Hell, visible from any of those big apartment buildings over yonder like the World Towers with a view thirty, forty, fifty floors up and a universe safe from the seething nest of Redferners, from a people set against each other even though they suffered the same oppressor, same injustice, same racist hatred: they were divided here and so were ruled. By law, though in a limited way since it was dangerous to go right into Redfern, even if or especially if you were a cop.
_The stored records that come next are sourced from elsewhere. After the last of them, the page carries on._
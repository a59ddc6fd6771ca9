//! End-to-end behavior of the storage facade over both layouts.

mod common;

use common::*;
use verso_error::VersoError;
use verso_store::TableKind;

#[test]
fn insert_then_get_round_trip() {
    for kind in BOTH_KINDS {
        let (storage, table) = fresh_table(kind);
        let data = tuple(1, "a");
        storage.insert(table, key(42), &data, &snap(10, &[])).unwrap();

        let got = storage.get(table, key(42), &snap(20, &[10])).unwrap();
        assert_eq!(got.data, data);
        assert_eq!(got.version, v(10));
        assert!(got.is_newest);
    }
}

#[test]
fn update_respects_snapshot_visibility() {
    for kind in BOTH_KINDS {
        let (storage, table) = fresh_table(kind);
        let a = tuple(1, "a");
        let b = tuple(2, "b");
        storage.insert(table, key(1), &a, &snap(10, &[])).unwrap();
        storage.update(table, key(1), &b, &snap(12, &[10])).unwrap();

        let old = storage.get(table, key(1), &snap(11, &[10])).unwrap();
        assert_eq!(old.data, a);
        assert!(!old.is_newest);

        let new = storage.get(table, key(1), &snap(13, &[10, 12])).unwrap();
        assert_eq!(new.data, b);
        assert_eq!(new.version, v(12));
        assert!(new.is_newest);
    }
}

#[test]
fn remove_hides_the_record_from_newer_snapshots() {
    for kind in BOTH_KINDS {
        let (storage, table) = fresh_table(kind);
        let a = tuple(1, "a");
        storage.insert(table, key(7), &a, &snap(10, &[])).unwrap();
        storage.remove(table, key(7), &snap(12, &[10])).unwrap();

        assert!(matches!(
            storage.get(table, key(7), &snap(13, &[10, 12])),
            Err(VersoError::NotFound)
        ));
        let old = storage.get(table, key(7), &snap(11, &[10])).unwrap();
        assert_eq!(old.data, a);
    }
}

#[test]
fn gc_discards_shadowed_sub_floor_versions() {
    for kind in BOTH_KINDS {
        let (storage, table) = fresh_table(kind);
        storage
            .insert(table, key(3), &tuple(1, "a"), &snap(10, &[]))
            .unwrap();
        storage
            .update(table, key(3), &tuple(2, "b"), &snap(20, &[10]))
            .unwrap();
        let stats = storage.run_gc(v(15));
        assert!(stats.entries_discarded >= 1, "kind {kind:?}");

        // Version 10 was below the floor and shadowed by newer data.
        assert!(matches!(
            storage.get(table, key(3), &snap(16, &[10])),
            Err(VersoError::NotFound)
        ));
        let got = storage.get(table, key(3), &snap(21, &[20])).unwrap();
        assert_eq!(got.data, tuple(2, "b"));
    }
}

#[test]
fn gc_keeps_the_read_through_version_under_a_delete() {
    for kind in BOTH_KINDS {
        let (storage, table) = fresh_table(kind);
        storage
            .insert(table, key(4), &tuple(1, "a"), &snap(10, &[]))
            .unwrap();
        storage.remove(table, key(4), &snap(20, &[10])).unwrap();
        storage.run_gc(v(15));

        // A reader that does not see the delete still resolves the data.
        let got = storage.get(table, key(4), &snap(16, &[10])).unwrap();
        assert_eq!(got.data, tuple(1, "a"));
        assert!(matches!(
            storage.get(table, key(4), &snap(21, &[10, 20])),
            Err(VersoError::NotFound)
        ));
    }
}

#[test]
fn gc_removes_records_with_old_tombstones() {
    for kind in BOTH_KINDS {
        let (storage, table) = fresh_table(kind);
        storage
            .insert(table, key(5), &tuple(1, "a"), &snap(10, &[]))
            .unwrap();
        storage.remove(table, key(5), &snap(12, &[10])).unwrap();
        let stats = storage.run_gc(v(15));
        assert_eq!(stats.records_removed, 1, "kind {kind:?}");

        assert!(matches!(
            storage.get(table, key(5), &snap_all(100)),
            Err(VersoError::NotFound)
        ));
        let count = storage.scan(table, &snap_all(100), &mut |_, _, _| {}).unwrap();
        assert_eq!(count, 0);
    }
}

#[test]
fn sole_sub_floor_version_survives_gc() {
    for kind in BOTH_KINDS {
        let (storage, table) = fresh_table(kind);
        storage
            .insert(table, key(6), &tuple(9, "only"), &snap(10, &[]))
            .unwrap();
        storage.run_gc(v(100));
        let got = storage.get(table, key(6), &snap_all(100)).unwrap();
        assert_eq!(got.data, tuple(9, "only"));
        assert_eq!(got.version, v(10));
    }
}

#[test]
fn insert_on_live_key_conflicts() {
    for kind in BOTH_KINDS {
        let (storage, table) = fresh_table(kind);
        storage
            .insert(table, key(8), &tuple(1, "a"), &snap(10, &[]))
            .unwrap();
        assert!(matches!(
            storage.insert(table, key(8), &tuple(2, "b"), &snap(12, &[10])),
            Err(VersoError::WriteConflict { key: 8 })
        ));
    }
}

#[test]
fn insert_over_deleted_key_revives_the_record() {
    for kind in BOTH_KINDS {
        let (storage, table) = fresh_table(kind);
        storage
            .insert(table, key(9), &tuple(1, "a"), &snap(10, &[]))
            .unwrap();
        storage.remove(table, key(9), &snap(12, &[10])).unwrap();
        storage
            .insert(table, key(9), &tuple(2, "b"), &snap(14, &[10, 12]))
            .unwrap();

        let got = storage.get(table, key(9), &snap(15, &[10, 12, 14])).unwrap();
        assert_eq!(got.data, tuple(2, "b"));
        // A snapshot between delete and revive still sees nothing.
        assert!(matches!(
            storage.get(table, key(9), &snap(13, &[10, 12])),
            Err(VersoError::NotFound)
        ));
    }
}

#[test]
fn update_on_missing_or_deleted_key_is_not_found() {
    for kind in BOTH_KINDS {
        let (storage, table) = fresh_table(kind);
        assert!(matches!(
            storage.update(table, key(10), &tuple(1, "x"), &snap(5, &[])),
            Err(VersoError::NotFound)
        ));
        storage
            .insert(table, key(10), &tuple(1, "a"), &snap(10, &[]))
            .unwrap();
        storage.remove(table, key(10), &snap(12, &[10])).unwrap();
        assert!(matches!(
            storage.update(table, key(10), &tuple(2, "b"), &snap(14, &[10, 12])),
            Err(VersoError::NotFound)
        ));
    }
}

#[test]
fn stale_writer_gets_a_write_conflict() {
    for kind in BOTH_KINDS {
        let (storage, table) = fresh_table(kind);
        storage
            .insert(table, key(11), &tuple(1, "a"), &snap(10, &[]))
            .unwrap();
        storage
            .update(table, key(11), &tuple(2, "b"), &snap(20, &[10]))
            .unwrap();
        // A writer whose snapshot cannot see version 20 must not blindly
        // overwrite it.
        assert!(matches!(
            storage.update(table, key(11), &tuple(3, "c"), &snap(25, &[10])),
            Err(VersoError::WriteConflict { .. })
        ));
    }
}

#[test]
fn revert_is_idempotent_and_hides_the_version() {
    for kind in BOTH_KINDS {
        let (storage, table) = fresh_table(kind);
        storage
            .insert(table, key(12), &tuple(1, "a"), &snap(10, &[]))
            .unwrap();
        storage
            .update(table, key(12), &tuple(2, "b"), &snap(12, &[10]))
            .unwrap();

        let writer = snap(12, &[10]);
        storage.revert(table, key(12), &writer).unwrap();
        storage.revert(table, key(12), &writer).unwrap();

        // The reverted version is skipped; the insert shows through.
        let got = storage.get(table, key(12), &snap(13, &[10, 12])).unwrap();
        assert_eq!(got.data, tuple(1, "a"));
        assert!(got.is_newest);
    }
}

#[test]
fn reverted_insert_reads_as_absent() {
    for kind in BOTH_KINDS {
        let (storage, table) = fresh_table(kind);
        let writer = snap(10, &[]);
        storage
            .insert(table, key(13), &tuple(1, "a"), &writer)
            .unwrap();
        storage.revert(table, key(13), &writer).unwrap();
        assert!(matches!(
            storage.get(table, key(13), &snap_all(50)),
            Err(VersoError::NotFound)
        ));
    }
}

#[test]
fn scan_sees_newest_visible_version_per_key() {
    for kind in BOTH_KINDS {
        let (storage, table) = fresh_table(kind);
        for k in 1..=5u64 {
            storage
                .insert(table, key(k), &tuple(k as i64, "v1"), &snap(10, &[]))
                .unwrap();
        }
        storage
            .update(table, key(2), &tuple(2, "v2"), &snap(20, &[10]))
            .unwrap();
        storage.remove(table, key(5), &snap(22, &[10])).unwrap();

        let mut seen = Vec::new();
        let count = storage
            .scan(table, &snap_all(30), &mut |k, version, _| {
                seen.push((k.get(), version.get()));
            })
            .unwrap();
        seen.sort_unstable();
        assert_eq!(count, 4);
        assert_eq!(seen, vec![(1, 10), (2, 20), (3, 10), (4, 10)]);

        // A scan fixed before the update sees the old versions.
        let mut old = Vec::new();
        storage
            .scan(table, &snap(15, &[10]), &mut |k, version, _| {
                old.push((k.get(), version.get()));
            })
            .unwrap();
        old.sort_unstable();
        assert_eq!(old, vec![(1, 10), (2, 10), (3, 10), (4, 10), (5, 10)]);
    }
}

#[test]
fn writes_after_compaction_land_on_the_relocated_record() {
    let (storage, table) = fresh_table(TableKind::DeltaMain);
    storage
        .insert(table, key(20), &tuple(1, "a"), &snap(10, &[]))
        .unwrap();
    storage
        .update(table, key(20), &tuple(2, "b"), &snap(20, &[10]))
        .unwrap();
    // Fold the record into a main page.
    storage.run_gc(v(5));

    // The hash now leads to the main run; updates chain onto it.
    storage
        .update(table, key(20), &tuple(3, "c"), &snap(30, &[10, 20]))
        .unwrap();
    let got = storage.get(table, key(20), &snap_all(40)).unwrap();
    assert_eq!(got.data, tuple(3, "c"));

    // A second sweep folds the new update and discards the shadowed
    // sub-floor versions.
    storage.run_gc(v(25));
    let got = storage.get(table, key(20), &snap_all(40)).unwrap();
    assert_eq!(got.data, tuple(3, "c"));
    assert!(matches!(
        storage.get(table, key(20), &snap(26, &[10, 20])),
        Err(VersoError::NotFound)
    ));
}

#[test]
fn compaction_preserves_the_visible_map() {
    let (storage, table) = fresh_table(TableKind::DeltaMain);
    for k in 1..=20u64 {
        storage
            .insert(table, key(k), &tuple(k as i64, "base"), &snap(10, &[]))
            .unwrap();
        if k % 2 == 0 {
            storage
                .update(table, key(k), &tuple(k as i64, "upd"), &snap(20, &[10]))
                .unwrap();
        }
        if k % 5 == 0 {
            storage.remove(table, key(k), &snap(30, &[10, 20])).unwrap();
        }
    }
    let observe = |storage: &verso_store::Storage| {
        let mut map = Vec::new();
        for k in 1..=20u64 {
            match storage.get(table, key(k), &snap_all(40)) {
                Ok(got) => map.push((k, Some((got.version.get(), got.data.clone())))),
                Err(_) => map.push((k, None)),
            }
        }
        map
    };
    let before = observe(&storage);
    let stats = storage.run_gc(v(12));
    assert!(stats.pages_rewritten == 0 || stats.entries_relocated > 0);
    let after = observe(&storage);
    assert_eq!(before, after);

    // Sweeping twice is stable.
    storage.run_gc(v(12));
    assert_eq!(observe(&storage), after);
}

#[test]
fn exhausted_page_budget_reports_out_of_memory() {
    let storage = verso_store::Storage::new(verso_store::StorageConfig {
        max_pages: 0,
        ..Default::default()
    });
    let (table, _) = storage
        .create_table("records", schema(), TableKind::LogStructured)
        .unwrap();
    assert!(matches!(
        storage.insert(table, key(1), &tuple(1, "a"), &snap(10, &[])),
        Err(VersoError::OutOfMemory { .. })
    ));
}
With engine gunning up your arse sometimes the only choice is the fire, so Deano ran right. And up ahead another world, peopled by shapes making strange movement, the sounds coming down to meet him; they’d know the second he passed under a streetlight reflecting off his unpigmented complexion, he was out of his territory. Out of his
country. Knew it would take a face or three to remember him, to pluck the memory of seeing him when they were less drunk in the daylight hours, when he put himself out and about here.
Please, God.

Crying, yelling, bellowing, moaning, the strange staccato of their incoherent speech, the screaming and grunting of wild animals fighting, yet humans with their hopes six, seven generations dashed. Didn’t seem right he was hoping for their empathy.
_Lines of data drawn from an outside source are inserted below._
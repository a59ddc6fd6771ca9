//! Foundation types for the verso storage engine.
//!
//! Everything here is shared vocabulary between the storage core and its
//! callers: key/version newtypes, the snapshot descriptor that carries
//! visibility decisions, and the table schema with its tuple wire format.
//! Runtime machinery (logs, pages, chains) lives in `verso-store`.

pub mod ids;
pub mod schema;
pub mod snapshot;

pub use ids::{Key, TableId, Version};
pub use schema::{Field, FieldType, Schema, Value};
pub use snapshot::SnapshotDescriptor;
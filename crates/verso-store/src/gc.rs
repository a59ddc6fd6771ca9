//! Garbage-collection policy shared by both layouts.
//!
//! The keep rule decides, per key, which versions of a chain survive a
//! sweep with floor `V` (the lowest active version):
//!
//! - A record whose newest non-reverted version is a DELETE at or below
//!   `V` is dead; the tombstone is discarded together with everything it
//!   shadows and the key leaves the hash index.
//! - Every version at or above `V` survives.
//! - Of the versions below `V`, the greatest survives only when it is the
//!   record's sole state, or when the next newer survivor is a DELETE (so
//!   readers that do not see the delete still resolve a payload). All
//!   others are shadowed and discarded.

use verso_types::Version;

/// Outcome of the keep rule for one key.
#[derive(Debug, Clone, Copy, PartialEq, Eq)]
pub enum KeepPlan {
    /// Discard every version and remove the key.
    Dead,
    /// Keep the newest `prefix` versions, plus the next older one when
    /// `keep_one_below` is set.
    Keep {
        prefix: usize,
        keep_one_below: bool,
    },
}

impl KeepPlan {
    /// Total surviving versions.
    #[must_use]
    pub fn survivors(&self) -> usize {
        match *self {
            Self::Dead => 0,
            Self::Keep {
                prefix,
                keep_one_below,
            } => prefix + usize::from(keep_one_below),
        }
    }
}

/// Apply the keep rule to the non-reverted versions of one key, newest
/// first, strictly decreasing. `is_delete` marks tombstones.
#[must_use]
pub fn keep_plan(versions: &[(Version, bool)], floor: Version) -> KeepPlan {
    debug_assert!(versions.windows(2).all(|w| w[0].0 > w[1].0));
    let Some(&(newest, newest_is_delete)) = versions.first() else {
        return KeepPlan::Dead;
    };
    if newest_is_delete && newest <= floor {
        return KeepPlan::Dead;
    }
    let prefix = versions.iter().take_while(|&&(v, _)| v >= floor).count();
    if prefix == versions.len() {
        return KeepPlan::Keep {
            prefix,
            keep_one_below: false,
        };
    }
    if prefix == 0 {
        // Sole surviving state: the greatest sub-floor version (a data
        // entry; a dead tombstone was handled above).
        return KeepPlan::Keep {
            prefix: 0,
            keep_one_below: true,
        };
    }
    KeepPlan::Keep {
        prefix,
        keep_one_below: versions[prefix - 1].1,
    }
}

/// Summary of one garbage-collection sweep.
#[derive(Debug, Clone, Copy, Default, PartialEq, Eq)]
pub struct GcStats {
    /// Main pages inspected.
    pub pages_examined: u64,
    /// Main pages rewritten into fresh fill pages.
    pub pages_rewritten: u64,
    /// Versions copied forward (into fill pages or surviving chains).
    pub entries_relocated: u64,
    /// Versions discarded as shadowed, reverted, or dead.
    pub entries_discarded: u64,
    /// Keys removed from the hash index.
    pub records_removed: u64,
    /// Log chunks returned to the pool.
    pub chunks_recycled: u64,
}

impl GcStats {
    pub fn merge(&mut self, other: &GcStats) {
        self.pages_examined += other.pages_examined;
        self.pages_rewritten += other.pages_rewritten;
        self.entries_relocated += other.entries_relocated;
        self.entries_discarded += other.entries_discarded;
        self.records_removed += other.records_removed;
        self.chunks_recycled += other.chunks_recycled;
    }
}

#[cfg(test)]
mod tests {
    use super::*;

    fn v(raw: u64) -> Version {
        Version::new(raw)
    }

    #[test]
    fn keeps_everything_above_floor() {
        let plan = keep_plan(&[(v(20), false), (v(18), false)], v(15));
        assert_eq!(
            plan,
            KeepPlan::Keep {
                prefix: 2,
                keep_one_below: false
            }
        );
    }

    #[test]
    fn shadowed_sub_floor_data_is_discarded() {
        // insert v10, update v20, floor 15: v10 is below the floor and
        // shadowed by newer data.
        let plan = keep_plan(&[(v(20), false), (v(10), false)], v(15));
        assert_eq!(
            plan,
            KeepPlan::Keep {
                prefix: 1,
                keep_one_below: false
            }
        );
        assert_eq!(plan.survivors(), 1);
    }

    #[test]
    fn sole_sub_floor_data_survives() {
        let plan = keep_plan(&[(v(10), false)], v(15));
        assert_eq!(
            plan,
            KeepPlan::Keep {
                prefix: 0,
                keep_one_below: true
            }
        );
    }

    #[test]
    fn delete_keeps_its_read_through_version() {
        // delete v20 over data v10: readers that do not see the delete
        // still need v10.
        let plan = keep_plan(&[(v(20), true), (v(10), false)], v(15));
        assert_eq!(
            plan,
            KeepPlan::Keep {
                prefix: 1,
                keep_one_below: true
            }
        );
    }

    #[test]
    fn old_tombstone_kills_the_record() {
        assert_eq!(keep_plan(&[(v(12), true), (v(10), false)], v(15)), KeepPlan::Dead);
        assert_eq!(keep_plan(&[(v(15), true)], v(15)), KeepPlan::Dead);
        assert_eq!(keep_plan(&[], v(15)), KeepPlan::Dead);
    }

    #[test]
    fn mid_chain_delete_above_floor_is_kept() {
        let plan = keep_plan(
            &[(v(30), false), (v(20), true), (v(10), false), (v(8), false)],
            v(15),
        );
        assert_eq!(
            plan,
            KeepPlan::Keep {
                prefix: 2,
                keep_one_below: true
            }
        );
        assert_eq!(plan.survivors(), 3);
    }

    #[test]
    fn stats_merge() {
        let mut a = GcStats {
            pages_examined: 1,
            entries_discarded: 2,
            ..GcStats::default()
        };
        a.merge(&GcStats {
            pages_examined: 3,
            records_removed: 1,
            ..GcStats::default()
        });
        assert_eq!(a.pages_examined, 4);
        assert_eq!(a.entries_discarded, 2);
        assert_eq!(a.records_removed, 1);
    }
}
Screech of the pursuer braking. Whine of it in reverse. Mad scamper of Deano’s sneakers on the road as he knew the pavement had uneven patches that could trip a man, snap his ankle. Running without desperate lungs had always been an ability he had, so he was fine on that score, even though he smoked.
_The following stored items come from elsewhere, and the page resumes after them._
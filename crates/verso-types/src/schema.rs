//! Table schemas, typed values, and the tuple wire format.
//!
//! A tuple is serialized as the catenation of the fixed-size fields in
//! declaration order, padded to 4-byte alignment, followed by each
//! variable-size field as a 4-byte little-endian length prefix plus bytes
//! padded to 4-byte alignment, with the whole tuple padded to 8 bytes.

use serde::{Deserialize, Serialize};

use verso_error::{Result, VersoError};

/// Round `n` up to the next multiple of `align` (a power of two).
#[inline]
#[must_use]
pub const fn align_up(n: usize, align: usize) -> usize {
    (n + align - 1) & !(align - 1)
}

/// The type of a single schema field.
#[derive(Debug, Clone, Copy, PartialEq, Eq, Serialize, Deserialize)]
pub enum FieldType {
    Smallint,
    Int,
    Bigint,
    Float,
    Double,
    Text,
    Blob,
}

impl FieldType {
    /// The in-tuple byte width for fixed-size types, `None` for
    /// variable-size types.
    #[inline]
    #[must_use]
    pub const fn fixed_size(self) -> Option<usize> {
        match self {
            Self::Smallint => Some(2),
            Self::Int => Some(4),
            Self::Bigint | Self::Double => Some(8),
            Self::Float => Some(4),
            Self::Text | Self::Blob => None,
        }
    }

    #[inline]
    #[must_use]
    pub const fn is_fixed(self) -> bool {
        self.fixed_size().is_some()
    }
}

/// A named, typed schema field.
#[derive(Debug, Clone, PartialEq, Eq, Serialize, Deserialize)]
pub struct Field {
    pub name: String,
    pub field_type: FieldType,
}

impl Field {
    #[must_use]
    pub fn new(name: impl Into<String>, field_type: FieldType) -> Self {
        Self {
            name: name.into(),
            field_type,
        }
    }
}

/// An ordered list of typed, named fields plus the derived layout facts the
/// storage layer needs: per-fixed-field offsets, the fixed region size, and
/// the variable field count.
#[derive(Debug, Clone, PartialEq, Eq, Serialize, Deserialize)]
pub struct Schema {
    fields: Vec<Field>,
    /// Byte offset of each fixed-size field inside the fixed region, in
    /// declaration order of the fixed fields.
    fixed_offsets: Vec<usize>,
    /// Unpadded sum of the fixed-size field widths.
    fixed_len: usize,
    var_count: usize,
}

impl Schema {
    /// Build a schema, validating field names are unique and non-empty.
    pub fn new(fields: Vec<Field>) -> Result<Self> {
        if fields.is_empty() {
            return Err(VersoError::InvalidTuple {
                reason: "schema has no fields",
            });
        }
        for (i, f) in fields.iter().enumerate() {
            if f.name.is_empty() {
                return Err(VersoError::InvalidTuple {
                    reason: "empty field name",
                });
            }
            if fields[..i].iter().any(|g| g.name == f.name) {
                return Err(VersoError::InvalidTuple {
                    reason: "duplicate field name",
                });
            }
        }
        let mut fixed_offsets = Vec::new();
        let mut fixed_len = 0usize;
        let mut var_count = 0usize;
        for f in &fields {
            match f.field_type.fixed_size() {
                Some(sz) => {
                    fixed_offsets.push(fixed_len);
                    fixed_len += sz;
                }
                None => var_count += 1,
            }
        }
        Ok(Self {
            fields,
            fixed_offsets,
            fixed_len,
            var_count,
        })
    }

    #[inline]
    #[must_use]
    pub fn fields(&self) -> &[Field] {
        &self.fields
    }

    /// Widths of the fixed-size fields in declaration order.
    pub fn fixed_field_lens(&self) -> impl Iterator<Item = usize> + '_ {
        self.fields
            .iter()
            .filter_map(|f| f.field_type.fixed_size())
    }

    /// `(offset, width)` of each fixed-size field inside the fixed region,
    /// in declaration order.
    pub fn fixed_field_layout(&self) -> impl Iterator<Item = (usize, usize)> + '_ {
        self.fixed_offsets
            .iter()
            .copied()
            .zip(self.fixed_field_lens())
    }

    /// Unpadded size of the fixed region.
    #[inline]
    #[must_use]
    pub fn fixed_len(&self) -> usize {
        self.fixed_len
    }

    /// Offset of the variable region inside a serialized tuple.
    #[inline]
    #[must_use]
    pub fn var_offset(&self) -> usize {
        align_up(self.fixed_len, 4)
    }

    #[inline]
    #[must_use]
    pub fn var_field_count(&self) -> usize {
        self.var_count
    }

    /// The fixed region of a serialized tuple.
    #[inline]
    #[must_use]
    pub fn fixed_region<'a>(&self, data: &'a [u8]) -> &'a [u8] {
        &data[..self.fixed_len]
    }

    /// The variable region of a serialized tuple: every length-prefixed
    /// variable field, without the trailing tuple pad.
    #[must_use]
    pub fn var_region<'a>(&self, data: &'a [u8]) -> &'a [u8] {
        let start = self.var_offset();
        let mut cursor = start;
        for _ in 0..self.var_count {
            let len = read_u32(data, cursor);
            cursor += 4 + align_up(len as usize, 4);
        }
        &data[start..cursor]
    }

    /// Iterate the variable fields of a serialized tuple as
    /// `(offset_in_tuple, value_bytes)` pairs; `offset_in_tuple` points at
    /// the 4-byte length prefix.
    pub fn var_fields<'a>(&self, data: &'a [u8]) -> VarFieldIter<'a> {
        VarFieldIter {
            data,
            cursor: self.var_offset(),
            remaining: self.var_count,
        }
    }

    /// Check that `data` is a well-formed tuple for this schema.
    pub fn validate(&self, data: &[u8]) -> Result<()> {
        let mut cursor = self.var_offset();
        if data.len() < cursor {
            return Err(VersoError::InvalidTuple {
                reason: "tuple shorter than fixed region",
            });
        }
        for _ in 0..self.var_count {
            if data.len() < cursor + 4 {
                return Err(VersoError::InvalidTuple {
                    reason: "truncated variable field length",
                });
            }
            let len = read_u32(data, cursor) as usize;
            cursor += 4;
            if data.len() < cursor + len {
                return Err(VersoError::InvalidTuple {
                    reason: "truncated variable field data",
                });
            }
            cursor += align_up(len, 4);
        }
        if data.len() != align_up(cursor, 8) {
            return Err(VersoError::InvalidTuple {
                reason: "tuple length does not match schema",
            });
        }
        Ok(())
    }

    /// Serialize one typed value per field, in declaration order.
    pub fn serialize(&self, values: &[Value]) -> Result<Vec<u8>> {
        if values.len() != self.fields.len() {
            return Err(VersoError::InvalidTuple {
                reason: "value count does not match schema",
            });
        }
        for (f, v) in self.fields.iter().zip(values) {
            if !v.matches(f.field_type) {
                return Err(VersoError::InvalidTuple {
                    reason: "value type does not match field type",
                });
            }
        }
        let mut out = Vec::with_capacity(self.fixed_len + 16);
        for v in values.iter().filter(|v| v.is_fixed()) {
            v.write_fixed(&mut out);
        }
        pad_to(&mut out, 4);
        for v in values.iter().filter(|v| !v.is_fixed()) {
            let bytes = v.var_bytes();
            out.extend_from_slice(&(bytes.len() as u32).to_le_bytes());
            out.extend_from_slice(bytes);
            pad_to(&mut out, 4);
        }
        pad_to(&mut out, 8);
        Ok(out)
    }
}

fn pad_to(buf: &mut Vec<u8>, align: usize) {
    buf.resize(align_up(buf.len(), align), 0);
}

#[inline]
fn read_u32(data: &[u8], at: usize) -> u32 {
    u32::from_le_bytes(data[at..at + 4].try_into().expect("4-byte slice"))
}

/// Iterator over the variable fields of a serialized tuple.
pub struct VarFieldIter<'a> {
    data: &'a [u8],
    cursor: usize,
    remaining: usize,
}

impl<'a> Iterator for VarFieldIter<'a> {
    /// `(offset of the length prefix, value bytes)`.
    type Item = (usize, &'a [u8]);

    fn next(&mut self) -> Option<Self::Item> {
        if self.remaining == 0 {
            return None;
        }
        self.remaining -= 1;
        let at = self.cursor;
        let len = read_u32(self.data, at) as usize;
        let value = &self.data[at + 4..at + 4 + len];
        self.cursor = at + 4 + align_up(len, 4);
        Some((at, value))
    }
}

/// A typed field value, used to build tuples without hand-encoding bytes.
#[derive(Debug, Clone, PartialEq)]
pub enum Value {
    Smallint(i16),
    Int(i32),
    Bigint(i64),
    Float(f32),
    Double(f64),
    Text(String),
    Blob(Vec<u8>),
}

impl Value {
    #[must_use]
    pub fn matches(&self, t: FieldType) -> bool {
        matches!(
            (self, t),
            (Self::Smallint(_), FieldType::Smallint)
                | (Self::Int(_), FieldType::Int)
                | (Self::Bigint(_), FieldType::Bigint)
                | (Self::Float(_), FieldType::Float)
                | (Self::Double(_), FieldType::Double)
                | (Self::Text(_), FieldType::Text)
                | (Self::Blob(_), FieldType::Blob)
        )
    }

    #[must_use]
    fn is_fixed(&self) -> bool {
        !matches!(self, Self::Text(_) | Self::Blob(_))
    }

    fn write_fixed(&self, out: &mut Vec<u8>) {
        match self {
            Self::Smallint(v) => out.extend_from_slice(&v.to_le_bytes()),
            Self::Int(v) => out.extend_from_slice(&v.to_le_bytes()),
            Self::Bigint(v) => out.extend_from_slice(&v.to_le_bytes()),
            Self::Float(v) => out.extend_from_slice(&v.to_le_bytes()),
            Self::Double(v) => out.extend_from_slice(&v.to_le_bytes()),
            Self::Text(_) | Self::Blob(_) => unreachable!("variable value in fixed writer"),
        }
    }

    #[must_use]
    fn var_bytes(&self) -> &[u8] {
        match self {
            Self::Text(s) => s.as_bytes(),
            Self::Blob(b) => b,
            _ => unreachable!("fixed value in variable writer"),
        }
    }
}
Shit, a totally different world from the daytime. Shapes became milling groups of people in a state not only of gibbering drunkenness but self-immolation by spiritual insanity, setting themselves on fire; staggering and falling, on hands and knees, bent over vomiting, in some bizarre choreography whose sole instruction was to express despair — despair.

And now I’m one of you. You’re spewing your life up on the road. I’m running on it to save mine.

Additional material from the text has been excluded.